- Work instruction
Include in the output exactly the lines from the opening of the data through the line containing "storage itself is", and nothing more.

- Task input

★ ★ ★

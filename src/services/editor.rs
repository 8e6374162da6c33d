//! Admin content editor session.
//!
//! A session holds an edit buffer over the persisted ticker lines and banner
//! images. Edits only touch the buffer; [`ContentEditorSession::save`] pushes
//! the buffer to the optional remote sink and then to local storage.
//!
//! # State machine
//!
//! ```text
//! Clean --edit--> Dirty --save--> Saving --ok--> Clean
//!                   ^                |
//!                   +-----failure----+
//! ```
//!
//! Only one save may be in flight. Edits made while saving keep the session
//! dirty after the save completes.
//!
//! # Write order
//!
//! A save writes the remote sink first and local storage second. A local
//! failure after a successful remote write leaves the remote copy ahead of
//! local storage until the next successful save; local storage itself is
//! never left half-written (see [`PersistentStore::try_save_content`]).

use chrono::{DateTime, Utc};
use std::fmt;
use std::sync::{mpsc, Arc, Mutex};
use std::thread;
use std::time::Duration;
use tracing::{debug, info, warn};
use uuid::Uuid;

use super::sink::{BannerPayload, ContentSink, TickerPayload};
use super::storage::PersistentStore;
use super::upload::{ImageUpload, UploadPolicy, UploadRejection};
use crate::constants::NEW_TICKER_LINE;
use crate::models::{BannerImage, PersistedContent};

/// Where the edit buffer stands relative to persisted content.
#[derive(Debug, Clone, Copy, PartialEq, Eq, Default, serde::Serialize)]
#[serde(rename_all = "lowercase")]
pub enum SessionState {
    /// Buffer matches persisted content
    #[default]
    Clean,
    /// Buffer has unsaved edits
    Dirty,
    /// A save is in flight
    Saving,
}

impl fmt::Display for SessionState {
    fn fmt(&self, f: &mut fmt::Formatter<'_>) -> fmt::Result {
        match self {
            Self::Clean => write!(f, "saved"),
            Self::Dirty => write!(f, "unsaved changes"),
            Self::Saving => write!(f, "saving"),
        }
    }
}

/// Result of a successful call to [`ContentEditorSession::save`].
#[derive(Debug, Clone, Copy, PartialEq, Eq)]
pub enum SaveOutcome {
    /// Content was written
    Saved {
        /// When the save completed
        at: DateTime<Utc>,
    },
    /// Another save was already running; nothing was written
    AlreadySaving,
}

/// Explicit answer to the reset confirmation prompt.
#[derive(Debug, Clone, Copy, PartialEq, Eq)]
pub enum Confirmation {
    /// The administrator confirmed
    Confirmed,
    /// The administrator declined or was never asked
    Declined,
}

impl From<bool> for Confirmation {
    fn from(confirmed: bool) -> Self {
        if confirmed {
            Self::Confirmed
        } else {
            Self::Declined
        }
    }
}

/// Editor operation failures.
#[derive(Debug, Clone, PartialEq, Eq)]
pub enum EditorError {
    /// Ticker line index out of bounds
    LineOutOfRange {
        /// Requested index
        index: usize,
        /// Number of lines in the buffer
        len: usize,
    },
    /// No banner with this id in the buffer
    UnknownImage(Uuid),
    /// Upload refused; the buffer is unchanged
    Upload(UploadRejection),
    /// Save failed; edits are kept and the session is dirty again
    SaveFailed(String),
    /// Operation not allowed while a save is in flight
    SaveInProgress,
    /// `complete_save` called without a save in flight
    NoSaveInFlight,
    /// `complete_save` called with a ticket from an earlier save
    StaleSaveTicket,
    /// Reset attempted without confirmation
    ResetNotConfirmed,
}

impl fmt::Display for EditorError {
    fn fmt(&self, f: &mut fmt::Formatter<'_>) -> fmt::Result {
        match self {
            Self::LineOutOfRange { index, len } => {
                write!(f, "Ticker line {index} does not exist ({len} lines)")
            }
            Self::UnknownImage(id) => write!(f, "Banner image {id} not found"),
            Self::Upload(rejection) => write!(f, "{rejection}"),
            Self::SaveFailed(message) => write!(f, "Failed to save changes: {message}"),
            Self::SaveInProgress => write!(f, "A save is already in progress"),
            Self::NoSaveInFlight => write!(f, "No save is in progress"),
            Self::StaleSaveTicket => write!(f, "Save ticket does not belong to the save in progress"),
            Self::ResetNotConfirmed => write!(f, "Reset to defaults requires confirmation"),
        }
    }
}

impl std::error::Error for EditorError {
    fn source(&self) -> Option<&(dyn std::error::Error + 'static)> {
        match self {
            Self::Upload(rejection) => Some(rejection),
            _ => None,
        }
    }
}

impl From<UploadRejection> for EditorError {
    fn from(rejection: UploadRejection) -> Self {
        Self::Upload(rejection)
    }
}

/// Snapshot handed out by [`ContentEditorSession::begin_save`].
#[derive(Debug, Clone)]
pub struct SaveTicket {
    sequence: u64,
    revision: u64,
    content: PersistedContent,
}

impl SaveTicket {
    /// Content being saved.
    pub fn content(&self) -> &PersistedContent {
        &self.content
    }
}

/// Write path of a session, detachable so a save can run off the UI thread.
#[derive(Clone)]
pub struct SaveWriter {
    store: PersistentStore,
    sink: Option<Arc<dyn ContentSink>>,
    remote_lock: Arc<Mutex<()>>,
    timeout: Duration,
}

impl SaveWriter {
    /// Writes a ticket's content to the remote sink (if any) and local storage.
    ///
    /// A remote write that does not finish within the save timeout counts as
    /// a failure. Remote writes are serialized, so a timed-out write still
    /// finishes before the next one starts.
    pub fn write(&self, ticket: &SaveTicket) -> Result<(), String> {
        if let Some(sink) = &self.sink {
            push_remote(
                Arc::clone(sink),
                Arc::clone(&self.remote_lock),
                ticket.content.clone(),
                self.timeout,
            )?;
        }

        self.store
            .try_save_content(&ticket.content)
            .map_err(|e| format!("{e:#}"))
    }
}

/// Edit buffer over persisted content.
pub struct ContentEditorSession {
    writer: SaveWriter,
    uploads: UploadPolicy,
    persisted: PersistedContent,
    ticker_lines: Vec<String>,
    banners: Vec<BannerImage>,
    state: SessionState,
    revision: u64,
    save_sequence: u64,
    last_saved: Option<DateTime<Utc>>,
}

★ ★ ★

- Response to this exercise
filename src/services/editor.rs
repository 8e6374162da6c33d
//! Admin content editor session.
//!
//! A session holds an edit buffer over the persisted ticker lines and banner
//! images. Edits only touch the buffer; [`ContentEditorSession::save`] pushes
//! the buffer to the optional remote sink and then to local storage.
//!
//! # State machine
//!
//! ```text
//! Clean --edit--> Dirty --save--> Saving --ok--> Clean
//!                   ^                |
//!                   +-----failure----+
//! ```
//!
//! Only one save may be in flight. Edits made while saving keep the session
//! dirty after the save completes.
//!
//! # Write order
//!
//! A save writes the remote sink first and local storage second. A local
//! failure after a successful remote write leaves the remote copy ahead of
//! local storage until the next successful save; local storage itself is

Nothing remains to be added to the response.